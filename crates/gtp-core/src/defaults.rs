//! Centralized default constants for raw chain extraction.
//!
//! All crates reference these constants instead of defining their own magic
//! numbers. Organized by domain area.

// =============================================================================
// CHAIN
// =============================================================================

/// Chain extracted by the `raw_starknet` schedule.
pub const CHAIN_NAME: &str = "starknet";

// =============================================================================
// ADAPTIVE RETRY
// =============================================================================

/// Initial extraction concurrency for a run.
pub const INITIAL_THREADS: u32 = 1;

/// Minimum extraction concurrency. Exhaustion at this level is terminal.
pub const MIN_THREADS: u32 = 1;

/// Cooldown between a resource-wait failure and the next attempt (5 minutes).
pub const RETRY_COOLDOWN_SECS: u64 = 300;

// =============================================================================
// SCHEDULE
// =============================================================================

/// Identifier of the raw StarkNet schedule.
pub const SCHEDULE_DAG_ID: &str = "raw_starknet";

/// Human-readable schedule description.
pub const SCHEDULE_DESCRIPTION: &str = "Load raw tx data from StarkNet";

/// Tags attached to the schedule.
pub const SCHEDULE_TAGS: [&str; 3] = ["raw", "near-real-time", "rpc"];

/// Interval between scheduled runs (15 minutes).
pub const SCHEDULE_INTERVAL_SECS: u64 = 900;

/// Hard execution budget for one task attempt (45 minutes).
pub const SCHEDULE_EXECUTION_TIMEOUT_SECS: u64 = 2_700;

/// Additional scheduler-level attempts after a failed run attempt.
pub const SCHEDULE_RETRIES: u32 = 2;

/// Delay between scheduler-level attempts (5 minutes).
pub const SCHEDULE_RETRY_DELAY_SECS: u64 = 300;

/// Capacity of the scheduler event broadcast channel.
pub const EVENT_BUS_CAPACITY: usize = 256;

// =============================================================================
// EXTRACTOR PROCESS
// =============================================================================

/// Default extractor program invoked by the command adapter.
pub const EXTRACTOR_CMD: &str = "gtp-extract-raw";

/// Timeout for a single extractor invocation (40 minutes).
///
/// Kept below the execution timeout so a hung extractor surfaces as a
/// `Timeout` from the adapter rather than a cancelled run.
pub const EXTRACTOR_TIMEOUT_SECS: u64 = 2_400;

/// Exit code the extractor uses to report resource-wait exhaustion (`EX_TEMPFAIL`).
pub const EXTRACTOR_EXIT_MAX_WAIT: i32 = 75;

/// Marker the extractor writes to stderr on resource-wait exhaustion.
pub const EXTRACTOR_MAX_WAIT_MARKER: &str = "MaxWaitTimeExceeded";

// =============================================================================
// ALERTING
// =============================================================================

/// Timeout for failure alert webhook delivery in seconds.
pub const ALERT_TIMEOUT_SECS: u64 = 10;

// =============================================================================
// DATABASE
// =============================================================================

/// Default database URL when `DATABASE_URL` is unset.
pub const DATABASE_URL: &str = "postgres://localhost/gtp";

#[cfg(test)]
mod tests {
    use super::*;

    #[test]
    fn test_cooldown_and_retries_fit_execution_budget() {
        // A run at the default initial concurrency never sleeps longer than
        // the per-attempt budget allows.
        let max_cooldowns = (INITIAL_THREADS - MIN_THREADS) as u64;
        assert!(max_cooldowns * RETRY_COOLDOWN_SECS < SCHEDULE_EXECUTION_TIMEOUT_SECS);
    }

    #[test]
    fn test_extractor_timeout_below_execution_timeout() {
        assert!(EXTRACTOR_TIMEOUT_SECS < SCHEDULE_EXECUTION_TIMEOUT_SECS);
    }

    #[test]
    fn test_schedule_interval_is_fifteen_minutes() {
        assert_eq!(SCHEDULE_INTERVAL_SECS, 15 * 60);
        assert_eq!(SCHEDULE_EXECUTION_TIMEOUT_SECS, 45 * 60);
    }
}
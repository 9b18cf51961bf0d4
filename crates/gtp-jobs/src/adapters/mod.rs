//! Extraction adapters.

pub mod command;

pub use command::{classify_exit, CommandExtractionAdapter};
//! Periodic scheduler for extraction tasks.
//!
//! Runs a [`ScheduledTask`] on a fixed interval. Each run gets a hard
//! execution timeout per attempt, a bounded number of retries with a fixed
//! delay, and failure alerts once the last attempt fails. Runs never overlap:
//! a tick that fires while a run is in progress is skipped.

use std::sync::Arc;
use std::time::{Duration, Instant};

use async_trait::async_trait;
use chrono::{NaiveDate, Utc};
use tokio::sync::{broadcast, mpsc};
use tokio::task::JoinHandle;
use tokio::time::{interval, sleep, MissedTickBehavior};
use tracing::{debug, error, info, instrument, warn};
use uuid::Uuid;

use gtp_core::defaults::{
    EVENT_BUS_CAPACITY, SCHEDULE_DAG_ID, SCHEDULE_DESCRIPTION, SCHEDULE_EXECUTION_TIMEOUT_SECS,
    SCHEDULE_INTERVAL_SECS, SCHEDULE_RETRIES, SCHEDULE_RETRY_DELAY_SECS, SCHEDULE_TAGS,
};
use gtp_core::{new_run_id, Error, FailureAlert, Result, RunFailure};

/// Schedule registration for a task.
#[derive(Debug, Clone)]
pub struct ScheduleConfig {
    /// Stable schedule identifier.
    pub dag_id: String,
    pub description: String,
    pub tags: Vec<String>,
    /// Ticks before this date are skipped.
    pub start_date: NaiveDate,
    /// Interval between runs.
    pub interval: Duration,
    /// Hard budget for a single attempt.
    pub execution_timeout: Duration,
    /// Additional attempts after the first failed one.
    pub retries: u32,
    /// Delay between attempts.
    pub retry_delay: Duration,
    /// Whether the periodic loop runs at all.
    pub enabled: bool,
}

impl Default for ScheduleConfig {
    fn default() -> Self {
        Self {
            dag_id: SCHEDULE_DAG_ID.to_string(),
            description: SCHEDULE_DESCRIPTION.to_string(),
            tags: SCHEDULE_TAGS.iter().map(|t| t.to_string()).collect(),
            start_date: NaiveDate::from_ymd_opt(2023, 9, 1).unwrap_or_default(),
            interval: Duration::from_secs(SCHEDULE_INTERVAL_SECS),
            execution_timeout: Duration::from_secs(SCHEDULE_EXECUTION_TIMEOUT_SECS),
            retries: SCHEDULE_RETRIES,
            retry_delay: Duration::from_secs(SCHEDULE_RETRY_DELAY_SECS),
            enabled: true,
        }
    }
}

impl ScheduleConfig {
    pub fn with_dag_id(mut self, dag_id: impl Into<String>) -> Self {
        self.dag_id = dag_id.into();
        self
    }

    pub fn with_description(mut self, description: impl Into<String>) -> Self {
        self.description = description.into();
        self
    }

    pub fn with_interval(mut self, interval: Duration) -> Self {
        self.interval = interval;
        self
    }

    pub fn with_execution_timeout(mut self, timeout: Duration) -> Self {
        self.execution_timeout = timeout;
        self
    }

    pub fn with_retries(mut self, retries: u32) -> Self {
        self.retries = retries;
        self
    }

    pub fn with_retry_delay(mut self, delay: Duration) -> Self {
        self.retry_delay = delay;
        self
    }

    pub fn with_start_date(mut self, start_date: NaiveDate) -> Self {
        self.start_date = start_date;
        self
    }

    pub fn with_enabled(mut self, enabled: bool) -> Self {
        self.enabled = enabled;
        self
    }

    /// Total attempts a run may make.
    pub fn max_attempts(&self) -> u32 {
        self.retries.saturating_add(1)
    }
}

/// A unit of work run by the scheduler.
#[async_trait]
pub trait ScheduledTask: Send + Sync {
    /// Task name used in logs and alerts.
    fn name(&self) -> &str;

    /// Execute the task once.
    async fn run(&self) -> Result<()>;
}

/// Event emitted by the scheduler.
#[derive(Debug, Clone)]
pub enum SchedulerEvent {
    /// Periodic loop started.
    SchedulerStarted,
    /// A run began.
    RunStarted { run_id: Uuid },
    /// An attempt within a run failed.
    AttemptFailed {
        run_id: Uuid,
        attempt: u32,
        error: String,
    },
    /// A run finished successfully.
    RunSucceeded { run_id: Uuid, attempts: u32 },
    /// A run failed its final attempt.
    RunFailed {
        run_id: Uuid,
        attempts: u32,
        error: String,
    },
    /// Periodic loop stopped.
    SchedulerStopped,
}

/// Handle for controlling a running scheduler.
pub struct SchedulerHandle {
    shutdown_tx: mpsc::Sender<()>,
    event_rx: broadcast::Receiver<SchedulerEvent>,
    join: JoinHandle<()>,
}

impl SchedulerHandle {
    /// Signal the scheduler to stop. An in-flight run is abandoned.
    pub async fn shutdown(&self) -> Result<()> {
        self.shutdown_tx
            .send(())
            .await
            .map_err(|_| Error::Internal("Failed to send shutdown signal".into()))?;
        Ok(())
    }

    /// Get a receiver for scheduler events.
    pub fn events(&self) -> broadcast::Receiver<SchedulerEvent> {
        self.event_rx.resubscribe()
    }

    /// Wait for the scheduler loop to exit.
    pub async fn wait(self) -> Result<()> {
        self.join
            .await
            .map_err(|e| Error::Internal(format!("Scheduler task failed: {e}")))
    }
}

/// Runs a task on a schedule with retries and failure alerts.
pub struct Scheduler {
    config: ScheduleConfig,
    task: Arc<dyn ScheduledTask>,
    alerts: Vec<Arc<dyn FailureAlert>>,
    event_tx: broadcast::Sender<SchedulerEvent>,
}

impl Scheduler {
    pub fn new(config: ScheduleConfig, task: Arc<dyn ScheduledTask>) -> Self {
        let (event_tx, _) = broadcast::channel(EVENT_BUS_CAPACITY);
        Self {
            config,
            task,
            alerts: Vec::new(),
            event_tx,
        }
    }

    /// Register a hook notified when a run fails terminally.
    pub fn with_alert(mut self, alert: Arc<dyn FailureAlert>) -> Self {
        self.alerts.push(alert);
        self
    }

    pub fn config(&self) -> &ScheduleConfig {
        &self.config
    }

    /// Get a receiver for scheduler events.
    pub fn events(&self) -> broadcast::Receiver<SchedulerEvent> {
        self.event_tx.subscribe()
    }

    /// Execute one scheduled run, including retries and alerting.
    ///
    /// Returns the error of the final attempt if every attempt failed.
    #[instrument(skip(self), fields(dag_id = %self.config.dag_id, task = self.task.name()))]
    pub async fn run_once(&self) -> Result<()> {
        let run_id = new_run_id();
        let max_attempts = self.config.max_attempts();
        let _ = self.event_tx.send(SchedulerEvent::RunStarted { run_id });
        info!(%run_id, max_attempts, "Run started");

        let mut attempt = 0;
        loop {
            attempt += 1;
            let start = Instant::now();

            let result = match tokio::time::timeout(self.config.execution_timeout, self.task.run())
                .await
            {
                Ok(result) => result,
                Err(_) => Err(Error::Timeout(format!(
                    "{} exceeded execution timeout of {}s",
                    self.task.name(),
                    self.config.execution_timeout.as_secs()
                ))),
            };

            match result {
                Ok(()) => {
                    info!(
                        %run_id,
                        attempt,
                        duration_ms = start.elapsed().as_millis() as u64,
                        "Run succeeded"
                    );
                    let _ = self.event_tx.send(SchedulerEvent::RunSucceeded {
                        run_id,
                        attempts: attempt,
                    });
                    return Ok(());
                }
                Err(e) => {
                    warn!(
                        %run_id,
                        attempt,
                        max_attempts,
                        error = %e,
                        duration_ms = start.elapsed().as_millis() as u64,
                        "Run attempt failed"
                    );
                    let _ = self.event_tx.send(SchedulerEvent::AttemptFailed {
                        run_id,
                        attempt,
                        error: e.to_string(),
                    });

                    if attempt >= max_attempts {
                        error!(%run_id, attempts = attempt, error = %e, "Run failed");
                        let failure = RunFailure {
                            dag_id: self.config.dag_id.clone(),
                            task: self.task.name().to_string(),
                            run_id,
                            attempts: attempt,
                            error: e.to_string(),
                            failed_at: Utc::now(),
                        };
                        self.dispatch_alerts(&failure).await;
                        let _ = self.event_tx.send(SchedulerEvent::RunFailed {
                            run_id,
                            attempts: attempt,
                            error: failure.error,
                        });
                        return Err(e);
                    }

                    sleep(self.config.retry_delay).await;
                }
            }
        }
    }

    /// Notify every alert hook. Alert failures are logged, never propagated.
    async fn dispatch_alerts(&self, failure: &RunFailure) {
        for alert in &self.alerts {
            match alert.alert(failure).await {
                Ok(()) => debug!(alert = alert.name(), run_id = %failure.run_id, "Alert sent"),
                Err(e) => error!(
                    alert = alert.name(),
                    run_id = %failure.run_id,
                    error = %e,
                    "Failed to send failure alert"
                ),
            }
        }
    }

    /// Start the periodic loop and return a handle for control.
    pub fn start(self) -> SchedulerHandle {
        let (shutdown_tx, mut shutdown_rx) = mpsc::channel(1);
        let event_rx = self.event_tx.subscribe();

        let join = tokio::spawn(async move {
            self.run_loop(&mut shutdown_rx).await;
        });

        SchedulerHandle {
            shutdown_tx,
            event_rx,
            join,
        }
    }

    async fn run_loop(&self, shutdown_rx: &mut mpsc::Receiver<()>) {
        if !self.config.enabled {
            info!(dag_id = %self.config.dag_id, "Scheduler is disabled, not starting");
            return;
        }

        info!(
            dag_id = %self.config.dag_id,
            description = %self.config.description,
            tags = ?self.config.tags,
            interval_secs = self.config.interval.as_secs(),
            execution_timeout_secs = self.config.execution_timeout.as_secs(),
            retries = self.config.retries,
            "Scheduler started"
        );
        let _ = self.event_tx.send(SchedulerEvent::SchedulerStarted);

        let mut ticker = interval(self.config.interval);
        ticker.set_missed_tick_behavior(MissedTickBehavior::Skip);

        loop {
            tokio::select! {
                _ = shutdown_rx.recv() => {
                    info!("Scheduler received shutdown signal");
                    break;
                }
                _ = ticker.tick() => {}
            }

            if Utc::now().date_naive() < self.config.start_date {
                debug!(start_date = %self.config.start_date, "Before start date, skipping tick");
                continue;
            }

            tokio::select! {
                _ = shutdown_rx.recv() => {
                    warn!("Scheduler received shutdown signal during run, abandoning run");
                    break;
                }
                // Errors are logged and alerted inside run_once.
                _ = self.run_once() => {}
            }
        }

        let _ = self.event_tx.send(SchedulerEvent::SchedulerStopped);
        info!("Scheduler stopped");
    }
}
//! Connection pools for per-run database connectors.
//!
//! A raw extraction run opens its own small pool, uses it for configuration
//! lookups, and closes it before the run returns. Pools are therefore sized
//! for a single run and never kept warm.

use std::str::FromStr;
use std::time::{Duration, Instant};

use sqlx::postgres::{PgConnectOptions, PgPool, PgPoolOptions};
use tracing::{debug, info, warn};

use gtp_core::{Error, Result};

/// Default maximum number of connections held by one run.
pub const DEFAULT_MAX_CONNECTIONS: u32 = 5;

/// Default time to wait for a connection, in seconds.
pub const DEFAULT_ACQUIRE_TIMEOUT_SECS: u64 = 30;

/// Default idle timeout in seconds. Shorter than a schedule interval so an
/// abandoned run does not pin connections until the next one.
pub const DEFAULT_IDLE_TIMEOUT_SECS: u64 = 300;

/// `application_name` reported to PostgreSQL.
pub const DEFAULT_APPLICATION_NAME: &str = "gtp-raw";

/// Pool options for one run.
#[derive(Debug, Clone)]
pub struct PoolConfig {
    pub max_connections: u32,
    /// How long to wait for the server before failing the run.
    pub acquire_timeout: Duration,
    pub idle_timeout: Duration,
    pub application_name: String,
}

impl Default for PoolConfig {
    fn default() -> Self {
        Self {
            max_connections: DEFAULT_MAX_CONNECTIONS,
            acquire_timeout: Duration::from_secs(DEFAULT_ACQUIRE_TIMEOUT_SECS),
            idle_timeout: Duration::from_secs(DEFAULT_IDLE_TIMEOUT_SECS),
            application_name: DEFAULT_APPLICATION_NAME.to_string(),
        }
    }
}

impl PoolConfig {
    pub fn new() -> Self {
        Self::default()
    }

    /// Set the maximum number of connections. Zero is raised to one.
    pub fn max_connections(mut self, n: u32) -> Self {
        self.max_connections = n.max(1);
        self
    }

    pub fn acquire_timeout(mut self, timeout: Duration) -> Self {
        self.acquire_timeout = timeout;
        self
    }

    pub fn idle_timeout(mut self, timeout: Duration) -> Self {
        self.idle_timeout = timeout;
        self
    }

    pub fn application_name(mut self, name: impl Into<String>) -> Self {
        self.application_name = name.into();
        self
    }
}

/// Open a pool with default options.
pub async fn create_pool(database_url: &str) -> Result<PgPool> {
    create_pool_with_config(database_url, PoolConfig::default()).await
}

/// Open a pool with the given options.
///
/// The URL is parsed up front so a malformed `DATABASE_URL` fails with a
/// database error before any connection attempt.
pub async fn create_pool_with_config(database_url: &str, config: PoolConfig) -> Result<PgPool> {
    let start = Instant::now();

    let connect_options = PgConnectOptions::from_str(database_url)
        .map_err(Error::Database)?
        .application_name(&config.application_name);

    debug!(
        subsystem = "database",
        component = "pool",
        op = "open",
        host = connect_options.get_host(),
        database = connect_options.get_database().unwrap_or("(default)"),
        max_connections = config.max_connections,
        "Opening run connection pool"
    );

    let pool = PgPoolOptions::new()
        .max_connections(config.max_connections)
        .min_connections(0)
        .acquire_timeout(config.acquire_timeout)
        .idle_timeout(config.idle_timeout)
        .connect_with(connect_options)
        .await
        .map_err(Error::Database)?;

    info!(
        subsystem = "database",
        component = "pool",
        op = "open",
        pool_size = pool.size(),
        duration_ms = start.elapsed().as_millis() as u64,
        "Run connection pool opened"
    );
    Ok(pool)
}

/// Log pool usage, warning when every connection is checked out.
pub fn log_pool_metrics(pool: &PgPool) {
    let size = pool.size();
    let idle = pool.num_idle();

    debug!(
        subsystem = "database",
        component = "pool",
        op = "metrics",
        pool_size = size,
        pool_idle = idle,
        "Pool usage"
    );

    if idle == 0 && size > 0 {
        warn!(
            subsystem = "database",
            component = "pool",
            pool_size = size,
            "All pooled connections are in use"
        );
    }
}

#[cfg(test)]
mod tests {
    use super::*;

    #[test]
    fn test_pool_config_default() {
        let config = PoolConfig::default();
        assert_eq!(config.max_connections, 5);
        assert_eq!(config.acquire_timeout, Duration::from_secs(30));
        assert_eq!(config.idle_timeout, Duration::from_secs(300));
        assert_eq!(config.application_name, "gtp-raw");
    }

    #[test]
    fn test_pool_config_builder() {
        let config = PoolConfig::new()
            .max_connections(2)
            .acquire_timeout(Duration::from_secs(5))
            .idle_timeout(Duration::from_secs(30))
            .application_name("gtp-raw-test");

        assert_eq!(config.max_connections, 2);
        assert_eq!(config.acquire_timeout, Duration::from_secs(5));
        assert_eq!(config.idle_timeout, Duration::from_secs(30));
        assert_eq!(config.application_name, "gtp-raw-test");
    }

    #[test]
    fn test_zero_max_connections_is_raised() {
        assert_eq!(PoolConfig::new().max_connections(0).max_connections, 1);
    }

    #[tokio::test]
    async fn test_malformed_url_is_database_error() {
        let result = create_pool_with_config(
            "not-a-postgres-url",
            PoolConfig::new().acquire_timeout(Duration::from_secs(1)),
        )
        .await;
        assert!(matches!(result, Err(Error::Database(_))));
    }
}
//! # gtp-db
//!
//! PostgreSQL database layer for raw chain extraction.
//!
//! This crate provides:
//! - Connection pool management
//! - The per-run [`Database`] connector with an explicit open/close lifecycle
//! - Chain configuration lookup (RPC endpoints and batch size)
//!
//! ## Example
//!
//! ```rust,ignore
//! use gtp_db::{ChainConfigProvider, Database};
//!
//! let db = Database::connect("postgres://localhost/gtp").await?;
//! let config = db.chain_config.chain_config("starknet").await?;
//! println!("RPC_URL={}", config.primary_rpc_url()?);
//! db.close().await;
//! ```

pub mod chain_config;
pub mod pool;

// Re-export core types
pub use gtp_core::*;

pub use chain_config::{build_chain_config, PgChainConfigRepository};
pub use pool::{create_pool, create_pool_with_config, log_pool_metrics, PoolConfig};

/// Database connector for one workflow run.
pub struct Database {
    /// The underlying connection pool.
    pub pool: sqlx::Pool<sqlx::Postgres>,
    /// Chain configuration lookup.
    pub chain_config: PgChainConfigRepository,
}

impl Database {
    /// Create a new Database instance from a connection pool.
    pub fn new(pool: sqlx::Pool<sqlx::Postgres>) -> Self {
        Self {
            chain_config: PgChainConfigRepository::new(pool.clone()),
            pool,
        }
    }

    /// Create a new Database instance by connecting to the given URL.
    pub async fn connect(url: &str) -> Result<Self> {
        let pool = create_pool(url).await?;
        Ok(Self::new(pool))
    }

    /// Create with custom pool configuration.
    pub async fn connect_with_config(url: &str, config: PoolConfig) -> Result<Self> {
        let pool = create_pool_with_config(url, config).await?;
        Ok(Self::new(pool))
    }

    /// Run pending migrations.
    #[cfg(feature = "migrations")]
    pub async fn migrate(&self) -> Result<()> {
        sqlx::migrate!("../../migrations")
            .run(&self.pool)
            .await
            .map_err(|e| Error::Database(sqlx::Error::Migrate(Box::new(e))))?;
        Ok(())
    }

    /// Get the underlying connection pool.
    pub fn pool(&self) -> &sqlx::Pool<sqlx::Postgres> {
        &self.pool
    }

    /// Close all pooled connections. Consumes the connector.
    pub async fn close(self) {
        log_pool_metrics(&self.pool);
        self.pool.close().await;
        tracing::debug!(
            subsystem = "database",
            component = "pool",
            op = "close",
            "Database connection pool closed"
        );
    }
}

#[async_trait::async_trait]
impl ChainConfigProvider for Database {
    async fn chain_config(&self, chain_name: &str) -> Result<ChainConfig> {
        self.chain_config.chain_config(chain_name).await
    }
}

-*-*-

§ **YOUR GOAL**: Each line in the material with "constants" in it must be reported.

§ **RESPONSE TO THIS TASK**:
//! Centralized default constants for raw chain extraction.
//! All crates reference these constants instead of defining their own magic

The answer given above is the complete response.